Nous
avons entendu à plusieurs reprises cette version du « galant
qui voit mourir sa mie », dans le pays de Guérande. Elle
représente une évolution de ce thème ou l'amant court chercher le
médecin qui ne pourra sauver sa belle. Ce mélodrame inclut
habituellement un passage où
Elle
a tiré sa blanche main du lit
Pour
dire adieu à son ami
Le
galant, inconsolable, à qui ont fait remarquer :
N'y
a-t-il pas d'autres filles en Nantes
N'y
a-t-il pas la fille du président
qui
a de l'or et de l'argent
répond
invariablement :
J'aimerais
mieux ma mie nue en chemise...
Notre
version locale a un peu simplifié le scénario et y ajoute des
expressions parodiques qui prêtent plus à sourire qu'à pleurer. En
plus, une question demeure sans réponse : mais qui est donc ce
médecin de Nantes, si présent dans les chansons traditionnelles ?
pour écouter la chanson et lire la suite
« C'était
par un beau soir ». Dans une majorité des autres versions de
cette chanson c'est le matin que le galant s'est levé, plus matin
que la lune. Dans nos contrées, les visites aux jeunes filles se
font plutôt le soir (après le turbin) que le matin à la fraîche.
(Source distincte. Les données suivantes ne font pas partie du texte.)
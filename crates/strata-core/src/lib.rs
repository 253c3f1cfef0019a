//! # strata-core
//!
//! Core abstractions for the Strata table catalog.
//!
//! This crate provides the foundational types used across all Strata
//! components:
//!
//! - **Identifiers**: Strongly-typed table IDs
//! - **Storage Locations**: Parsed storage URIs plus connection parameters
//! - **Storage Backend**: Abstract object-storage contract with CAS writes
//! - **Error Types**: Shared error definitions and result types
//! - **Observability**: Logging initialization and span helpers
//!
//! ## Crate Boundary
//!
//! `strata-core` is the **only** crate allowed to define shared primitives.
//! The catalog domain (`strata-catalog`) builds on these contracts and never
//! reaches around them to a concrete storage SDK.

#![forbid(unsafe_code)]
#![deny(missing_docs)]
#![deny(rust_2018_idioms)]
#![warn(clippy::pedantic)]

pub mod error;
pub mod id;
pub mod location;
pub mod observability;
pub mod storage;

/// Prelude module for convenient imports.
///
/// # Example
///
/// ```rust
/// use strata_core::prelude::*;
/// ```
pub mod prelude {
    pub use crate::error::{Error, Result};
    pub use crate::id::TableId;
    pub use crate::location::{LocationError, LocationScheme, StorageLocation};
    pub use crate::storage::{
        MemoryBackend, ObjectMeta, StorageBackend, WritePrecondition, WriteResult,
    };
}

// Re-export key types at crate root for ergonomics
pub use error::{Error, Result};
pub use id::TableId;
pub use location::{LocationError, LocationScheme, StorageLocation};
pub use observability::{LogFormat, init_logging};
pub use storage::{MemoryBackend, ObjectMeta, StorageBackend, WritePrecondition, WriteResult};
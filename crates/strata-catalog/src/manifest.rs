//! Per-table commit manifests and snapshot pointers.
//!
//! Every table location carries one durable `manifest.json` naming the
//! current committed snapshot. The owner table's commit protocol is the only
//! writer; attachments read it and nothing else. Commits are CAS'd against
//! the manifest's storage version token, so concurrent committers cannot
//! silently overwrite each other.
//!
//! # Storage Layout
//!
//! ```text
//! {location}/
//! ├── manifest.json            # Current snapshot pointer (CAS-committed)
//! └── snapshots/
//!     ├── v1/rows.json         # Immutable row set at version 1
//!     └── v2/rows.json
//! ```
//!
//! Snapshot objects are immutable once written; a commit writes the new
//! version's objects first and publishes them by swinging the manifest.

use bytes::Bytes;
use chrono::{DateTime, Utc};
use serde::{Deserialize, Serialize};
use sha2::{Digest, Sha256};
use std::sync::Arc;

use strata_core::storage::{StorageBackend, WritePrecondition, WriteResult};
use strata_core::StorageLocation;

use crate::error::{CatalogError, Result};
use crate::metrics;

/// File name of the per-table manifest, relative to the table location.
pub const MANIFEST_FILE: &str = "manifest.json";

/// Maximum CAS retries for a snapshot commit.
const DEFAULT_MAX_CAS_RETRIES: u32 = 10;

/// Immutable reference to one committed state of a table's data.
///
/// Produced only by the owner table's commit protocol; consumed read-only by
/// attachments. Two pointers with the same version refer to identical data.
#[derive(Debug, Clone, PartialEq, Eq, Serialize, Deserialize)]
#[serde(rename_all = "camelCase")]
pub struct SnapshotPointer {
    /// Monotonically increasing commit version.
    pub version: u64,
    /// Path of the snapshot directory, relative to the table location.
    pub snapshot_path: String,
    /// When this snapshot was committed.
    pub committed_at: DateTime<Utc>,
}

/// The durable per-table commit record stored at `{location}/manifest.json`.
#[derive(Debug, Clone, PartialEq, Eq, Serialize, Deserialize)]
#[serde(rename_all = "camelCase")]
pub struct TableManifest {
    /// Manifest schema version.
    pub format_version: u32,
    /// Current snapshot version.
    pub snapshot_version: u64,
    /// Path to the current snapshot directory, relative to the location.
    pub snapshot_path: String,
    /// SHA-256 checksum of the snapshot's row payload.
    pub rows_checksum_sha256: String,
    /// Number of rows in the current snapshot.
    pub row_count: u64,
    /// Last commit timestamp.
    pub updated_at: DateTime<Utc>,
}

impl TableManifest {
    /// Returns the snapshot directory path for a version.
    #[must_use]
    pub fn snapshot_dir(version: u64) -> String {
        format!("snapshots/v{version}")
    }

    /// Returns the row payload path for a version, relative to the location.
    #[must_use]
    pub fn rows_file(version: u64) -> String {
        format!("snapshots/v{version}/rows.json")
    }

    /// Returns the snapshot pointer this manifest publishes.
    #[must_use]
    pub fn pointer(&self) -> SnapshotPointer {
        SnapshotPointer {
            version: self.snapshot_version,
            snapshot_path: self.snapshot_path.clone(),
            committed_at: self.updated_at,
        }
    }
}

/// Owner-side snapshot commit writer.
///
/// This is the minimal slice of the owner table's commit protocol the catalog
/// carries: enough to produce committed snapshots that attachments can
/// observe. It writes the new version's immutable row payload first, then
/// publishes it by CAS-updating the manifest, retrying from fresh state when
/// it loses the race.
pub struct SnapshotWriter {
    backend: Arc<dyn StorageBackend>,
    location: StorageLocation,
    cas_max_retries: u32,
}

impl SnapshotWriter {
    /// Creates a writer committing to the given location.
    #[must_use]
    pub fn new(backend: Arc<dyn StorageBackend>, location: StorageLocation) -> Self {
        Self {
            backend,
            location,
            cas_max_retries: DEFAULT_MAX_CAS_RETRIES,
        }
    }

    /// Sets the maximum CAS retries for commits.
    #[must_use]
    pub const fn with_cas_retries(mut self, max_retries: u32) -> Self {
        self.cas_max_retries = max_retries;
        self
    }

    /// Returns the location this writer commits to.
    #[must_use]
    pub const fn location(&self) -> &StorageLocation {
        &self.location
    }

    /// Commits `rows` as the table's next snapshot.
    ///
    /// The provided rows become the complete row set of the new version.
    ///
    /// # Errors
    ///
    /// Returns [`CatalogError::CommitConflict`] if the manifest CAS loses the
    /// race after all retries, or a storage/serialization error if writes
    /// fail.
    pub async fn commit(&self, rows: &[serde_json::Value]) -> Result<SnapshotPointer> {
        let manifest_key = self.location.key(MANIFEST_FILE);
        let rows_bytes = Bytes::from(serde_json::to_vec(rows).map_err(|e| {
            CatalogError::Serialization {
                message: format!("serialize snapshot rows: {e}"),
            }
        })?);
        let checksum = sha256_hex(&rows_bytes);

        for attempt in 1..=self.cas_max_retries {
            let (current, precondition) = match self.backend.head(&manifest_key).await? {
                Some(meta) => {
                    let bytes = self.backend.get(&manifest_key).await?;
                    let manifest: TableManifest = parse_manifest(&manifest_key, &bytes)?;
                    (
                        Some(manifest),
                        WritePrecondition::MatchesVersion(meta.version),
                    )
                }
                None => (None, WritePrecondition::DoesNotExist),
            };

            let next_version = current.as_ref().map_or(1, |m| m.snapshot_version + 1);
            let rows_key = self.location.key(&TableManifest::rows_file(next_version));

            // Snapshot objects are immutable; an existing object at this
            // version means another committer already claimed it.
            match self
                .backend
                .put(&rows_key, rows_bytes.clone(), WritePrecondition::DoesNotExist)
                .await?
            {
                WriteResult::Success { .. } => {}
                WriteResult::PreconditionFailed { .. } => {
                    metrics::record_cas_retry("snapshot_commit");
                    continue;
                }
            }

            let manifest = TableManifest {
                format_version: 1,
                snapshot_version: next_version,
                snapshot_path: TableManifest::snapshot_dir(next_version),
                rows_checksum_sha256: checksum.clone(),
                row_count: rows.len() as u64,
                updated_at: Utc::now(),
            };
            let manifest_bytes =
                Bytes::from(serde_json::to_vec(&manifest).map_err(|e| {
                    CatalogError::Serialization {
                        message: format!("serialize manifest: {e}"),
                    }
                })?);

            match self
                .backend
                .put(&manifest_key, manifest_bytes, precondition)
                .await?
            {
                WriteResult::Success { .. } => {
                    tracing::debug!(
                        location = %self.location,
                        version = next_version,
                        rows = rows.len(),
                        "snapshot committed"
                    );
                    return Ok(manifest.pointer());
                }
                WriteResult::PreconditionFailed { .. } => {
                    metrics::record_cas_retry("snapshot_commit");
                    if attempt == self.cas_max_retries {
                        return Err(CatalogError::CommitConflict {
                            message: format!(
                                "manifest update at {} lost CAS race after {attempt} attempts",
                                self.location
                            ),
                        });
                    }
                    // Another committer swung the manifest between read and
                    // write; retry from fresh state.
                    continue;
                }
            }
        }

        Err(CatalogError::CommitConflict {
            message: format!("commit retries exhausted at {}", self.location),
        })
    }
}

pub(crate) fn parse_manifest(path: &str, bytes: &[u8]) -> Result<TableManifest> {
    serde_json::from_slice(bytes).map_err(|e| CatalogError::Corrupted {
        path: path.to_string(),
        message: format!("manifest does not parse: {e}"),
    })
}

pub(crate) fn sha256_hex(bytes: &[u8]) -> String {
    hex::encode(Sha256::digest(bytes))
}
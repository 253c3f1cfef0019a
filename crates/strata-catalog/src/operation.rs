//! Operation kinds and their read/mutating classification.
//!
//! Every statement the catalog surface recognizes is a variant of
//! [`OperationKind`]. The enum is closed on purpose: classification is a
//! total function over it, checked exhaustively at compile time, so no
//! operation can reach the guard unclassified. A statement kind the enum does
//! not carry simply cannot be constructed, which is the defensive posture the
//! guard relies on.

use serde::{Deserialize, Serialize};
use std::fmt;

/// The kind of an operation issued against a catalog table.
#[derive(Debug, Clone, Copy, PartialEq, Eq, Hash, Serialize, Deserialize)]
#[serde(rename_all = "camelCase")]
pub enum OperationKind {
    /// Read rows from the table.
    Select,
    /// Delete rows.
    Delete,
    /// Update rows.
    Update,
    /// Remove all rows, keeping the table.
    Truncate,
    /// `ALTER TABLE ... ADD COLUMN`.
    AlterAddColumn,
    /// `ALTER TABLE ... SET OPTIONS`.
    AlterSetOptions,
    /// `ALTER TABLE ... FLASHBACK TO` an earlier snapshot.
    AlterFlashback,
    /// `ALTER TABLE ... RECLUSTER`.
    AlterRecluster,
    /// `ANALYZE TABLE` statistics collection.
    Analyze,
    /// `OPTIMIZE TABLE ... COMPACT`.
    OptimizeCompact,
    /// `OPTIMIZE TABLE ... COMPACT SEGMENT`.
    OptimizeCompactSegment,
    /// `OPTIMIZE TABLE ... PURGE` historical data.
    OptimizePurge,
    /// Soft drop: hide the table, keep its data and metadata.
    DropSoft,
    /// Hard drop: purge the table and destroy its underlying data.
    DropAll,
    /// Restore a soft-dropped table.
    Undrop,
    /// Render the table's DDL.
    ShowCreate,
}

/// Classification of an operation kind.
#[derive(Debug, Clone, Copy, PartialEq, Eq, Hash)]
pub enum OperationClass {
    /// Observes table state without changing it.
    Read,
    /// Changes table data, schema, or destroys storage.
    Mutating,
    /// Toggles the catalog lifecycle flag only; never touches stored data.
    Lifecycle,
}

impl OperationKind {
    /// Every operation kind, in declaration order.
    pub const ALL: [Self; 16] = [
        Self::Select,
        Self::Delete,
        Self::Update,
        Self::Truncate,
        Self::AlterAddColumn,
        Self::AlterSetOptions,
        Self::AlterFlashback,
        Self::AlterRecluster,
        Self::Analyze,
        Self::OptimizeCompact,
        Self::OptimizeCompactSegment,
        Self::OptimizePurge,
        Self::DropSoft,
        Self::DropAll,
        Self::Undrop,
        Self::ShowCreate,
    ];

    /// Classifies this operation. Total over the enum; no default arm.
    #[must_use]
    pub const fn class(self) -> OperationClass {
        match self {
            Self::Select | Self::ShowCreate => OperationClass::Read,
            Self::Delete
            | Self::Update
            | Self::Truncate
            | Self::AlterAddColumn
            | Self::AlterSetOptions
            | Self::AlterFlashback
            | Self::AlterRecluster
            | Self::Analyze
            | Self::OptimizeCompact
            | Self::OptimizeCompactSegment
            | Self::OptimizePurge
            | Self::DropAll => OperationClass::Mutating,
            Self::DropSoft | Self::Undrop => OperationClass::Lifecycle,
        }
    }

    /// Returns the SQL-surface statement this kind corresponds to.
    #[must_use]
    pub const fn statement(self) -> &'static str {
        match self {
            Self::Select => "SELECT",
            Self::Delete => "DELETE",
            Self::Update => "UPDATE",
            Self::Truncate => "TRUNCATE TABLE",
            Self::AlterAddColumn => "ALTER TABLE ADD COLUMN",
            Self::AlterSetOptions => "ALTER TABLE SET OPTIONS",
            Self::AlterFlashback => "ALTER TABLE FLASHBACK TO",
            Self::AlterRecluster => "ALTER TABLE RECLUSTER",
            Self::Analyze => "ANALYZE TABLE",
            Self::OptimizeCompact => "OPTIMIZE TABLE COMPACT",
            Self::OptimizeCompactSegment => "OPTIMIZE TABLE COMPACT SEGMENT",
            Self::OptimizePurge => "OPTIMIZE TABLE PURGE",
            Self::DropSoft => "DROP TABLE",
            Self::DropAll => "DROP TABLE ALL",
            Self::Undrop => "UNDROP TABLE",
            Self::ShowCreate => "SHOW CREATE TABLE",
        }
    }
}

impl fmt::Display for OperationKind {
    fn fmt(&self, f: &mut fmt::Formatter<'_>) -> fmt::Result {
        f.write_str(self.statement())
    }
}

/// An operation request against a named catalog table.
#[derive(Debug, Clone, PartialEq, Eq, Serialize, Deserialize)]
#[serde(rename_all = "camelCase")]
pub struct MutationRequest {
    /// The kind of operation requested.
    pub kind: OperationKind,
    /// The target table name.
    pub table: String,
}

impl MutationRequest {
    /// Creates a request for the given operation and target table.
    #[must_use]
    pub fn new(kind: OperationKind, table: impl Into<String>) -> Self {
        Self {
            kind,
            table: table.into(),
        }
    }
}
//! Concurrency contracts for lifecycle transitions.
//!
//! Lifecycle transitions on a single table must serialize: the second of two
//! racing calls observes the first's result and fails with the matching
//! error, never last-writer-wins.

use std::sync::Arc;

use serde_json::json;
use strata_catalog::{Catalog, CatalogError, LifecycleState, SnapshotWriter};
use strata_core::{MemoryBackend, StorageLocation};

const OWNER_URI: &str = "memory://lake/metrics";

async fn seeded(backend: &Arc<MemoryBackend>) -> Arc<Catalog> {
    let catalog = Arc::new(Catalog::new(backend.clone()));
    catalog
        .create_table("metrics", OWNER_URI, [])
        .await
        .expect("create owner");
    SnapshotWriter::new(
        backend.clone(),
        StorageLocation::parse(OWNER_URI).expect("valid"),
    )
    .commit(&[json!({"x": 1})])
    .await
    .expect("seed");
    catalog
        .attach_table("metrics_ro", OWNER_URI, [], true)
        .await
        .expect("attach");
    catalog
}

#[tokio::test(flavor = "multi_thread", worker_threads = 4)]
async fn contract_concurrent_soft_drops_exactly_one_wins() {
    let backend = Arc::new(MemoryBackend::new());
    let catalog = seeded(&backend).await;

    let mut handles = Vec::new();
    for _ in 0..8 {
        let catalog = Arc::clone(&catalog);
        handles.push(tokio::spawn(async move {
            catalog.drop_table("metrics_ro", false).await
        }));
    }

    let mut successes = 0;
    let mut failures = 0;
    for handle in handles {
        match handle.await.expect("task completes") {
            Ok(()) => successes += 1,
            // Losers observe the winner's result, never last-writer-wins.
            Err(CatalogError::AlreadyDropped { .. }) => failures += 1,
            Err(other) => panic!("unexpected error: {other}"),
        }
    }

    assert_eq!(successes, 1, "exactly one drop must win");
    assert_eq!(failures, 7);

    let entry = {
        catalog.undrop_table("metrics_ro").expect("undrop");
        catalog.get("metrics_ro").expect("visible")
    };
    assert_eq!(entry.lifecycle_state().expect("state"), LifecycleState::Active);
}

#[tokio::test(flavor = "multi_thread", worker_threads = 4)]
async fn contract_racing_drop_and_undrop_reach_definite_outcome() {
    let backend = Arc::new(MemoryBackend::new());
    let catalog = seeded(&backend).await;
    catalog
        .drop_table("metrics_ro", false)
        .await
        .expect("initial drop");

    // One restores, many try to drop again; every call gets a definite
    // outcome derived from the serialized transition order.
    let mut handles = Vec::new();
    {
        let catalog = Arc::clone(&catalog);
        handles.push(tokio::spawn(async move {
            catalog.undrop_table("metrics_ro").map(|()| "undrop")
        }));
    }
    for _ in 0..4 {
        let catalog = Arc::clone(&catalog);
        handles.push(tokio::spawn(async move {
            catalog
                .drop_table("metrics_ro", false)
                .await
                .map(|()| "drop")
        }));
    }

    let mut outcomes = Vec::new();
    for handle in handles {
        match handle.await.expect("task completes") {
            Ok(label) => outcomes.push(label),
            Err(CatalogError::AlreadyDropped { .. } | CatalogError::NotDropped { .. }) => {}
            Err(other) => panic!("unexpected error: {other}"),
        }
    }

    // The undrop succeeds exactly once; at most one drop can follow it.
    assert_eq!(outcomes.iter().filter(|o| **o == "undrop").count(), 1);
    assert!(outcomes.iter().filter(|o| **o == "drop").count() <= 1);

    // Whatever the interleaving, the final state is one of the two legal
    // states and readable metadata is intact.
    let entry = match catalog.get("metrics_ro") {
        Ok(entry) => entry,
        Err(CatalogError::TableNotFound { .. }) => {
            catalog.undrop_table("metrics_ro").expect("undrop");
            catalog.get("metrics_ro").expect("visible")
        }
        Err(other) => panic!("unexpected error: {other}"),
    };
    assert_eq!(entry.name(), "metrics_ro");
}
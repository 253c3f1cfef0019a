//! Catalog metrics.
//!
//! Counters for guard rejections, snapshot resolutions, and CAS retries.
//! These complement the structured logging already in place.

use metrics::{counter, describe_counter};

use crate::operation::OperationKind;

/// Read-only rejection counter.
pub const READONLY_REJECTED: &str = "strata_readonly_rejected_total";

/// Snapshot resolution counter.
pub const SNAPSHOT_RESOLUTIONS: &str = "strata_snapshot_resolutions_total";

/// CAS retry counter.
pub const CAS_RETRY: &str = "strata_cas_retry_total";

/// Registers all catalog metric descriptions.
///
/// Call once at application startup after initializing the metrics recorder.
pub fn register_metrics() {
    describe_counter!(
        READONLY_REJECTED,
        "Total mutating operations rejected on read-only attached tables"
    );
    describe_counter!(SNAPSHOT_RESOLUTIONS, "Total snapshot pointer resolutions");
    describe_counter!(CAS_RETRY, "Total CAS retry attempts");
}

/// Records a guard rejection of a mutating operation.
pub fn record_readonly_rejection(operation: OperationKind) {
    counter!(READONLY_REJECTED, "operation" => operation.statement()).increment(1);
}

/// Records a snapshot pointer resolution.
pub fn record_resolution() {
    counter!(SNAPSHOT_RESOLUTIONS).increment(1);
}

/// Records a CAS retry attempt.
pub fn record_cas_retry(operation: &'static str) {
    counter!(CAS_RETRY, "operation" => operation).increment(1);
}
Mais là n'est pas la seule différence d'une version ou d'une région
à l'autre. Dans l'ouest on va chercher le médecin de Nantes ou de
Paris. En fonction de l'origine des informateurs le médecin appelé
peut se trouver à Rennes, à Josselin, à Fontenay (le Comte –
85). Ailleurs, ce n'est pas toujours Paris ou Nantes qui ont la
préférence. Dans les Alpes, suisses ou françaises, on va chercher
celui de Rome. Au Canada, si celui de Nantes n'est pas disponible
c'est son confrère de Londres qui est sollicité (Y'avait pas plus
près?).
Cette
chanson type n'est pas la seule où le « grand médecin de
Nantes » vient au chevet de la belle. Il y a toutes ces
histoires où elle se casse la jambe soit en recevant mal une orange,
soit en allant cueillir des roses blanches. Si Paris ou Nantes sont
souvent des noms commodes pour les rimes ou les assonances, cela
n'explique pas tout. En particulier dans notre chanson.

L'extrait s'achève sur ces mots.